**Required work**
For every line in the entries that contains "break", show the whole line.

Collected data
=-=-=

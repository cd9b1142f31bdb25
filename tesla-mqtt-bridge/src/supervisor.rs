//! Bridge supervisor: one session and one pipeline per vehicle.
//!
//! Each vehicle gets a session task that decodes its stream and a pipeline
//! task that runs every event through normalize, discover and publish, in
//! receipt order. The two are joined by a bounded channel and restarted
//! together, from `Disconnected`, when either of them crashes. The vehicle's
//! discovery registry outlives restarts. Other vehicles are unaffected.

use std::sync::Arc;

use tokio::sync::{Mutex, mpsc, watch};
use tokio::task::JoinHandle;

use tesla_bridge_common::{TopicBuilder, VehicleIdentity};
use tesla_bridge_framework::{PublishStats, ReadingSink};

use crate::discovery::DiscoveryRegistry;
use crate::normalizer::normalize;
use crate::session::{
    SessionEnd, SessionEvent, SessionSettings, SessionState, StreamTransport, VehicleSession,
};

/// Discovery registry shared by the successive pipelines of one vehicle.
pub type SharedRegistry = Arc<Mutex<DiscoveryRegistry>>;

/// Starts and restarts vehicle sessions.
pub struct Supervisor<T, S> {
    transport: T,
    sink: S,
    settings: Arc<SessionSettings>,
    topics: TopicBuilder,
    queue_capacity: usize,
}

impl<T, S> Supervisor<T, S>
where
    T: StreamTransport,
    S: ReadingSink,
{
    pub fn new(
        transport: T,
        sink: S,
        settings: SessionSettings,
        topics: TopicBuilder,
        queue_capacity: usize,
    ) -> Self {
        Self {
            transport,
            sink,
            settings: Arc::new(settings),
            topics,
            queue_capacity: queue_capacity.max(1),
        }
    }

    /// Start every vehicle. Workers run until `shutdown` flips to true.
    pub fn start(
        &self,
        vehicles: &[VehicleIdentity],
        shutdown: watch::Receiver<bool>,
    ) -> SupervisorHandle {
        let workers = vehicles
            .iter()
            .map(|vehicle| self.start_vehicle(vehicle.clone(), shutdown.clone()))
            .collect();

        tracing::info!(vehicles = vehicles.len(), "Supervisor started");
        SupervisorHandle { workers }
    }

    fn start_vehicle(
        &self,
        vehicle: VehicleIdentity,
        shutdown: watch::Receiver<bool>,
    ) -> VehicleWorker {
        let (state_tx, state_rx) = watch::channel(SessionState::Disconnected);

        let unit = VehicleUnit {
            registry: Arc::new(Mutex::new(DiscoveryRegistry::new(
                vehicle.clone(),
                self.topics.clone(),
            ))),
            vehicle: vehicle.clone(),
            transport: self.transport.clone(),
            sink: self.sink.clone(),
            settings: self.settings.clone(),
            state: Arc::new(state_tx),
            queue_capacity: self.queue_capacity,
        };

        VehicleWorker {
            vehicle,
            state: state_rx,
            task: tokio::spawn(unit.supervise(shutdown)),
        }
    }
}

/// Everything needed to (re)start one vehicle's session and pipeline.
struct VehicleUnit<T, S> {
    vehicle: VehicleIdentity,
    transport: T,
    sink: S,
    settings: Arc<SessionSettings>,
    state: Arc<watch::Sender<SessionState>>,
    registry: SharedRegistry,
    queue_capacity: usize,
}

impl<T: StreamTransport, S: ReadingSink> VehicleUnit<T, S> {
    /// Run session and pipeline, restarting both whenever either crashes.
    async fn supervise(self, mut shutdown: watch::Receiver<bool>) -> PublishStats {
        let car = self.vehicle.car_number;
        let mut totals = PublishStats::default();
        let mut restarts = 0u32;

        loop {
            let (events_tx, events_rx) = mpsc::channel(self.queue_capacity);

            let pipeline = tokio::spawn(run_pipeline(
                self.vehicle.clone(),
                events_rx,
                self.sink.clone(),
                self.registry.clone(),
            ));
            let session = tokio::spawn(
                VehicleSession::new(
                    self.vehicle.clone(),
                    self.transport.clone(),
                    self.settings.clone(),
                    events_tx,
                    self.state.clone(),
                )
                .run(shutdown.clone()),
            );

            // The session owns the only sender, so the pipeline drains and
            // stops once the session is gone.
            let ended = session.await;
            match pipeline.await {
                Ok(stats) => {
                    totals.success += stats.success;
                    totals.failed += stats.failed;
                }
                Err(e) if e.is_panic() => {
                    tracing::error!(car, "Vehicle pipeline crashed");
                }
                Err(e) => tracing::debug!(car, error = %e, "Vehicle pipeline cancelled"),
            }

            match ended {
                Ok(SessionEnd::Shutdown) => break,
                Ok(SessionEnd::PipelineClosed) => {}
                Err(e) if e.is_panic() => {
                    tracing::error!(car, "Stream session crashed");
                }
                Err(e) => {
                    tracing::debug!(car, error = %e, "Stream session cancelled");
                    break;
                }
            }
            if *shutdown.borrow() {
                break;
            }

            restarts += 1;
            self.state.send_replace(SessionState::Disconnected);
            tracing::warn!(
                car,
                restarts,
                delay_secs = self.settings.reconnect_delay.as_secs(),
                "Restarting vehicle session and pipeline"
            );

            tokio::select! {
                _ = tokio::time::sleep(self.settings.reconnect_delay) => {}
                _ = shutdown.wait_for(|stop| *stop) => break,
            }
        }

        totals
    }
}

/// Normalize, discover and publish one vehicle's events in order.
pub async fn run_pipeline<S: ReadingSink>(
    vehicle: VehicleIdentity,
    mut events: mpsc::Receiver<SessionEvent>,
    sink: S,
    registry: SharedRegistry,
) -> PublishStats {
    let mut stats = PublishStats::default();

    while let Some(event) = events.recv().await {
        match event {
            SessionEvent::Field(field) => {
                let normalized = match normalize(&field.field_name, &field.raw_value) {
                    Ok(normalized) => normalized,
                    Err(e) => {
                        tracing::warn!(
                            car = vehicle.car_number,
                            field = %field.field_name,
                            error = %e,
                            "Dropping malformed field"
                        );
                        continue;
                    }
                };

                registry.lock().await.observe(&field.field_name, &normalized.topic_suffix);
                let reading = normalized.into_reading(vehicle.clone());

                match sink.publish(&reading).await {
                    Ok(()) => stats.success += 1,
                    Err(e) => {
                        stats.failed += 1;
                        if e.is_transient() {
                            tracing::warn!(car = vehicle.car_number, error = %e, "Publish failed");
                        } else {
                            tracing::error!(car = vehicle.car_number, error = %e, "Publish failed");
                        }
                    }
                }
            }
            SessionEvent::Status(status) => {
                if let Err(e) = sink.publish_status(&vehicle, status).await {
                    tracing::warn!(
                        car = vehicle.car_number,
                        status = %status,
                        error = %e,
                        "Failed to publish vehicle status"
                    );
                }
            }
        }
    }

    let discovered = registry.lock().await.len();
    tracing::info!(
        car = vehicle.car_number,
        published = stats.success,
        failed = stats.failed,
        discovered = discovered,
        "Vehicle pipeline stopped"
    );
    stats
}

struct VehicleWorker {
    vehicle: VehicleIdentity,
    state: watch::Receiver<SessionState>,
    task: JoinHandle<PublishStats>,
}

/// Handle to the running vehicles.
pub struct SupervisorHandle {
    workers: Vec<VehicleWorker>,
}

impl SupervisorHandle {
    /// Current session state of a car.
    pub fn state(&self, car_number: u8) -> Option<SessionState> {
        self.state_watch(car_number).map(|rx| *rx.borrow())
    }

    /// Watch a car's session state.
    pub fn state_watch(&self, car_number: u8) -> Option<watch::Receiver<SessionState>> {
        self.workers
            .iter()
            .find(|w| w.vehicle.car_number == car_number)
            .map(|w| w.state.clone())
    }

    /// Wait for every vehicle to stop; returns its publish totals.
    pub async fn join(self) -> Vec<(VehicleIdentity, PublishStats)> {
        let mut results = Vec::with_capacity(self.workers.len());

        for worker in self.workers {
            let stats = match worker.task.await {
                Ok(stats) => stats,
                Err(e) => {
                    tracing::warn!(
                        car = worker.vehicle.car_number,
                        error = %e,
                        "Vehicle supervisor ended abnormally"
                    );
                    PublishStats::default()
                }
            };
            results.push((worker.vehicle, stats));
        }

        results
    }
}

=-=-=

**Response to the task**
                Ok(SessionEnd::Shutdown) => break,
                    break;
                break;
                _ = shutdown.wait_for(|stop| *stop) => break,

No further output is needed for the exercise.